BEGIN RECORDS

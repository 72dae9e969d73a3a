//! Terminal operations: drive a flow to completion and collect or consume
//! its results.

use crate::pipeline::error::PipelineResult;
use crate::pipeline::node::Flow;
use futures::future::Future;
use futures::stream::StreamExt;
use tokio_util::sync::CancellationToken;

impl<T: Send + 'static> Flow<T> {
    /// Collect every result. The first error aborts the run and is returned.
    pub async fn to_vec(&self) -> PipelineResult<Vec<T>> {
        self.to_vec_with(&CancellationToken::new()).await
    }

    pub async fn to_vec_with(&self, token: &CancellationToken) -> PipelineResult<Vec<T>> {
        let mut cursor = self.iter_with(token);
        let mut items = Vec::new();
        let outcome = loop {
            match cursor.next().await {
                Some(Ok(item)) => items.push(item),
                Some(Err(err)) => break Err(err),
                None => break Ok(()),
            }
        };
        cursor.close().await;
        outcome.map(|_| items)
    }

    /// First result, if any. Everything still running upstream is cancelled
    /// and awaited before this returns.
    pub async fn first(&self) -> PipelineResult<Option<T>> {
        let mut cursor = self.iter();
        let head = cursor.next().await.transpose();
        cursor.close().await;
        head
    }

    pub async fn count(&self) -> PipelineResult<usize> {
        let mut cursor = self.iter();
        let mut n = 0;
        let outcome = loop {
            match cursor.next().await {
                Some(Ok(_)) => n += 1,
                Some(Err(err)) => break Err(err),
                None => break Ok(n),
            }
        };
        cursor.close().await;
        outcome
    }

    /// Run `f` on every result in delivery order.
    pub async fn for_each<F, Fut>(&self, mut f: F) -> PipelineResult<()>
    where
        F: FnMut(T) -> Fut,
        Fut: Future<Output = PipelineResult<()>>,
    {
        let mut cursor = self.iter();
        let outcome = loop {
            match cursor.next().await {
                Some(Ok(item)) => {
                    if let Err(err) = f(item).await {
                        break Err(err);
                    }
                }
                Some(Err(err)) => break Err(err),
                None => break Ok(()),
            }
        };
        cursor.close().await;
        outcome
    }
}
//! MSBuild projects for each edge kind.
//!
//! Every edge except a compile step becomes one project. Compile steps are
//! folded into the Visual C++ project of the link that consumes their
//! object files.

use super::project::{
    ClCompile, ClOptions, PchMode, PchSettings, Project, ProjectKind, Settings, Task, TaskProject,
    VcxProject,
};
use super::solution::Solution;
use super::uuid_map::UuidMap;
use crate::backend::{EmitError, RuleEmitter, file_paths, link_langs, node_value, pch_header};
use crate::environment::Environment;
use crate::graph::{
    BuildGraph, Command, Compile, CopyFile, EchoFile, Edge, EdgeKind, GraphError, Link, LinkMode,
    NodeId, NodeKind, Symlink, WriteFile,
};
use crate::path::{Path, PathError, commonprefix};
use crate::safe_str::{SafeStr, concat};
use crate::shell::{self, CommandLine};
use crate::tools::Tool;
use indexmap::IndexMap;
use itertools::Itertools;
use uuid::Uuid;

/// Accumulates a [`Solution`] while edges are emitted.
pub struct MsBuildEmitter<'a> {
    pub(super) env: &'a Environment,
    pub(super) settings: Settings,
    pub(super) uuids: UuidMap,
    pub(super) solution: Solution,
    owners: IndexMap<NodeId, Uuid>,
}

impl<'a> MsBuildEmitter<'a> {
    /// Start an empty solution, reusing GUIDs from `uuids`.
    #[must_use]
    pub fn new(env: &'a Environment, mut uuids: UuidMap) -> Self {
        let settings = Settings::new(env.vs_version(), env.platform(), env.srcdir.as_str());
        let solution = Solution::new(uuids.get(""), settings.config());
        Self {
            env,
            settings,
            uuids,
            solution,
            owners: IndexMap::new(),
        }
    }

    /// The solution built so far.
    #[must_use]
    pub const fn solution(&self) -> &Solution {
        &self.solution
    }

    /// The project that builds `id`, if any.
    #[must_use]
    pub fn owner(&self, id: NodeId) -> Option<Uuid> {
        self.owners.get(&id).copied()
    }

    /// Collect the projects that must be built before anything reading
    /// `id`.
    ///
    /// Files nobody builds need no project; files made by a compile step
    /// depend on whatever builds that step's inputs.
    pub(super) fn dependencies(
        &self,
        graph: &BuildGraph,
        id: NodeId,
        out: &mut Vec<Uuid>,
    ) -> Result<(), EmitError> {
        let Some(creator) = graph.creator(id)? else {
            return Ok(());
        };
        if matches!(creator.kind, EdgeKind::Compile(_)) {
            for &dep in creator.kind.inputs().iter().chain(&creator.extra_deps) {
                self.dependencies(graph, dep, out)?;
            }
            return Ok(());
        }
        let Some(uuid) = self.owner(id) else {
            return Err(EmitError::UnknownDependency(graph.node(id)?.to_string()));
        };
        if !out.contains(&uuid) {
            out.push(uuid);
        }
        Ok(())
    }

    /// Add a project named `name` for `kind`, depending on the creators of
    /// `deps` and owning `outputs`.
    ///
    /// # Errors
    ///
    /// Fails if the name is taken or a dependency has no project.
    pub(super) fn add_project<'d>(
        &mut self,
        graph: &BuildGraph,
        name: &str,
        kind: ProjectKind,
        deps: impl IntoIterator<Item = &'d NodeId>,
        outputs: &[NodeId],
    ) -> Result<Uuid, EmitError> {
        if self.solution.project(name).is_some() {
            return Err(EmitError::DuplicateBuild(name.to_owned()));
        }
        let mut uuids = Vec::new();
        for &dep in deps {
            self.dependencies(graph, dep, &mut uuids)?;
        }
        let uuid = self.uuids.get(name);
        let mut project = Project::new(name, uuid, &self.settings, kind);
        for dep in uuids {
            project.depend_on(dep);
        }
        self.solution.push(project);
        for &id in outputs {
            self.owners.insert(id, uuid);
        }
        Ok(uuid)
    }

    fn task_project(
        &mut self,
        graph: &BuildGraph,
        edge: &Edge,
        inputs: &[NodeId],
        tasks: Vec<Task>,
    ) -> Result<(), EmitError> {
        let outputs = file_paths(graph, &edge.outputs)?;
        let mut directories = Vec::new();
        for path in &outputs {
            let dir = path.parent()?;
            if !dir.suffix().is_empty() {
                directories.push(SafeStr::from(dir));
            }
        }
        let project = TaskProject {
            inputs: file_paths(graph, inputs.iter().chain(&edge.extra_deps))?
                .into_iter()
                .map(SafeStr::from)
                .collect(),
            outputs: outputs.into_iter().map(SafeStr::from).collect(),
            directories: directories.into_iter().unique().collect(),
            tasks,
        };
        let name = project_name(graph, edge)?;
        self.add_project(
            graph,
            &name,
            ProjectKind::Tasks(project),
            inputs.iter().chain(&edge.extra_deps),
            &edge.outputs,
        )?;
        Ok(())
    }

    /// A helper tool's command followed by `args`, as one command line.
    pub(super) fn tool_command(
        &self,
        name: &str,
        args: impl IntoIterator<Item = SafeStr>,
    ) -> Result<SafeStr, EmitError> {
        let Tool { command, .. } = self.env.tool(name)?;
        let mut words: Vec<SafeStr> = command.into_iter().map(SafeStr::Text).collect();
        words.extend(args);
        Ok(shell::flatten(&CommandLine::Args(words)))
    }
}

/// The project name for an edge: the link's explicit name, otherwise the
/// base name of its public output (without extension for binaries).
fn project_name(graph: &BuildGraph, edge: &Edge) -> Result<String, EmitError> {
    if let EdgeKind::Link(Link {
        project_name: Some(name),
        ..
    }) = &edge.kind
    {
        return Ok(name.clone());
    }
    let primary = edge.output().ok_or(GraphError::NoOutputs)?;
    Ok(match &graph.node(primary)?.kind {
        NodeKind::Phony(name) => name.clone(),
        NodeKind::File(file) | NodeKind::Directory(file) => match edge.kind {
            EdgeKind::Link(_) => file.path.strip_ext(None).basename().to_owned(),
            _ => file.path.basename().to_owned(),
        },
    })
}

/// How the step compiling one of a project's sources takes part in
/// precompiling a header, if at all.
fn pch_settings_of(
    graph: &BuildGraph,
    edge: &Edge,
    compile: &Compile,
) -> Result<Option<PchSettings>, EmitError> {
    let (mode, header, output) = if compile.is_precompile() {
        let primary = edge.output().ok_or(GraphError::NoOutputs)?;
        (PchMode::Create, graph.path_of(compile.source)?.clone(), primary)
    } else if let Some(pch) = compile.pch {
        (PchMode::Use, pch_header(graph, pch)?, pch)
    } else {
        return Ok(None);
    };
    Ok(Some(PchSettings {
        mode,
        header: header.basename().to_owned(),
        output: node_value(graph, output)?,
    }))
}

fn object_key(path: &Path) -> String {
    path.strip_ext(None).basename().to_lowercase()
}

/// Where the object file of `source` goes when another source in the same
/// project shares its base name: its path below the sources' common
/// directory, under `$(IntDir)`.
fn object_names(sources: &[&Path]) -> Result<Vec<Option<SafeStr>>, EmitError> {
    let mut names = Vec::with_capacity(sources.len());
    for source in sources {
        let clashes: Vec<Path> = sources
            .iter()
            .filter(|other| object_key(other) == object_key(source))
            .map(|other| other.parent())
            .collect::<Result<_, _>>()?;
        if clashes.len() < 2 {
            names.push(None);
            continue;
        }
        let Some(prefix) = commonprefix(&clashes) else {
            names.push(None);
            continue;
        };
        let rel = match source.relpath(&prefix, "") {
            Ok(rel) => rel,
            Err(PathError::RootMismatch { .. }) => {
                names.push(None);
                continue;
            }
            Err(err) => return Err(err.into()),
        };
        let stem = rel.rsplit_once('.').map_or(rel.as_str(), |(head, _)| head);
        names.push(Some(concat(
            SafeStr::literal("$(IntDir)"),
            format!("{}.obj", stem.replace('/', "\\")),
        )));
    }
    Ok(names)
}

impl RuleEmitter for MsBuildEmitter<'_> {
    fn compile(&mut self, _: &BuildGraph, _: &Edge, _: &Compile) -> Result<(), EmitError> {
        Ok(())
    }

    fn link(&mut self, graph: &BuildGraph, edge: &Edge, step: &Link) -> Result<(), EmitError> {
        let lang_names = link_langs(graph, step)?;
        let langs: Vec<&str> = lang_names.iter().map(String::as_str).collect();
        let linker = self.env.linker(step.mode, &langs)?;

        let mut sources = Vec::new();
        let mut per_file = Vec::new();
        let mut pch_settings = Vec::new();
        let mut libs = Vec::new();
        for &id in &step.files {
            let Some(creator) = graph.creator(id)? else {
                libs.push(node_value(graph, id)?);
                continue;
            };
            let EdgeKind::Compile(compile) = &creator.kind else {
                libs.push(node_value(graph, id)?);
                continue;
            };
            let compiler = self.env.compiler(&compile.lang)?;
            let mut options = compiler.global_args.clone();
            options.extend(graph.global_options(&compile.lang).iter().cloned());
            options.extend(compile.options.iter().cloned());
            sources.push(graph.path_of(compile.input())?);
            per_file.push(ClOptions {
                includes: compile.includes.iter().map(SafeStr::from).collect(),
                options,
            });
            pch_settings.push(pch_settings_of(graph, creator, compile)?);
        }

        let shared = per_file.iter().all_equal_value().ok().cloned();
        let compile = shared.clone().unwrap_or_default();
        let files = sources
            .iter()
            .zip(object_names(&sources)?)
            .zip(per_file)
            .zip(pch_settings)
            .map(|(((source, object), options), pch)| ClCompile {
                source: SafeStr::from(*source),
                object,
                options: if shared.is_some() { ClOptions::default() } else { options },
                pch,
            })
            .collect();

        let mut link_options = linker.global_args.clone();
        if !step.mode.is_archive() {
            link_options.extend(graph.global_link_options().iter().cloned());
        }
        link_options.extend(step.options.iter().cloned());
        for path in file_paths(graph, &step.whole_archive)? {
            link_options.extend(linker.whole_archive(&path));
        }
        libs.extend(
            file_paths(graph, &step.libs)?
                .into_iter()
                .map(SafeStr::from),
        );
        libs.extend(step.lib_options.iter().cloned());
        libs.extend(linker.global_libs.iter().cloned());

        let primary = edge.output().ok_or(GraphError::NoOutputs)?;
        let import_lib = match (step.mode, edge.outputs.get(1)) {
            (LinkMode::SharedLibrary | LinkMode::LoadableModule, Some(&lib)) => {
                Some(node_value(graph, lib)?)
            }
            _ => None,
        };
        let project = VcxProject {
            mode: step.mode,
            output: node_value(graph, primary)?,
            import_lib,
            files,
            compile,
            link_options,
            libs,
        };
        let name = project_name(graph, edge)?;
        let deps: Vec<NodeId> = edge.kind.inputs();
        self.add_project(
            graph,
            &name,
            ProjectKind::Vcx(project),
            deps.iter().chain(&edge.extra_deps),
            &edge.outputs,
        )?;
        Ok(())
    }

    fn copy_file(
        &mut self,
        graph: &BuildGraph,
        edge: &Edge,
        step: &CopyFile,
    ) -> Result<(), EmitError> {
        let primary = edge.output().ok_or(GraphError::NoOutputs)?;
        let task = Task::Copy {
            source: node_value(graph, step.source)?,
            destination: node_value(graph, primary)?,
        };
        self.task_project(graph, edge, &[step.source], vec![task])
    }

    fn symlink(
        &mut self,
        graph: &BuildGraph,
        edge: &Edge,
        step: &Symlink,
    ) -> Result<(), EmitError> {
        let primary = edge.output().ok_or(GraphError::NoOutputs)?;
        let link_dir = graph.path_of(primary)?.parent()?;
        let target = graph.path_of(step.target)?;
        let text = match target.relpath(&link_dir, "") {
            Ok(rel) => SafeStr::text(rel),
            Err(PathError::RootMismatch { .. }) => SafeStr::from(target),
            Err(err) => return Err(err.into()),
        };
        let command = self.tool_command("symlink", [text, node_value(graph, primary)?])?;
        let task = Task::Exec {
            command,
            env: Vec::new(),
        };
        self.task_project(graph, edge, &[step.target], vec![task])
    }

    fn command(
        &mut self,
        graph: &BuildGraph,
        edge: &Edge,
        step: &Command,
    ) -> Result<(), EmitError> {
        let env: Vec<(String, SafeStr)> = step
            .env
            .iter()
            .map(|(name, value)| (name.clone(), value.clone()))
            .collect();
        let tasks = step
            .commands
            .iter()
            .map(|line| Task::Exec {
                command: shell::flatten(line),
                env: env.clone(),
            })
            .collect();
        self.task_project(graph, edge, &[], tasks)
    }

    fn write_file(
        &mut self,
        graph: &BuildGraph,
        edge: &Edge,
        step: &WriteFile,
    ) -> Result<(), EmitError> {
        let primary = edge.output().ok_or(GraphError::NoOutputs)?;
        let task = Task::WriteLines {
            file: node_value(graph, primary)?,
            lines: step.lines.clone(),
        };
        self.task_project(graph, edge, &[], vec![task])
    }

    fn echo_file(
        &mut self,
        graph: &BuildGraph,
        edge: &Edge,
        step: &EchoFile,
    ) -> Result<(), EmitError> {
        let primary = edge.output().ok_or(GraphError::NoOutputs)?;
        let task = Task::WriteLines {
            file: node_value(graph, primary)?,
            lines: vec![step.text.clone()],
        };
        self.task_project(graph, edge, &[], vec![task])
    }

    fn alias(&mut self, graph: &BuildGraph, edge: &Edge) -> Result<(), EmitError> {
        self.task_project(graph, edge, &[], Vec::new())
    }
}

END RECORDS

THE TASK:
Read the entries above, then pull out the lines that include "PchSettings".

EXERCISE RESPONSE:
    ClCompile, ClOptions, PchMode, PchSettings, Project, ProjectKind, Settings, Task, TaskProject,
) -> Result<Option<PchSettings>, EmitError> {
    Ok(Some(PchSettings {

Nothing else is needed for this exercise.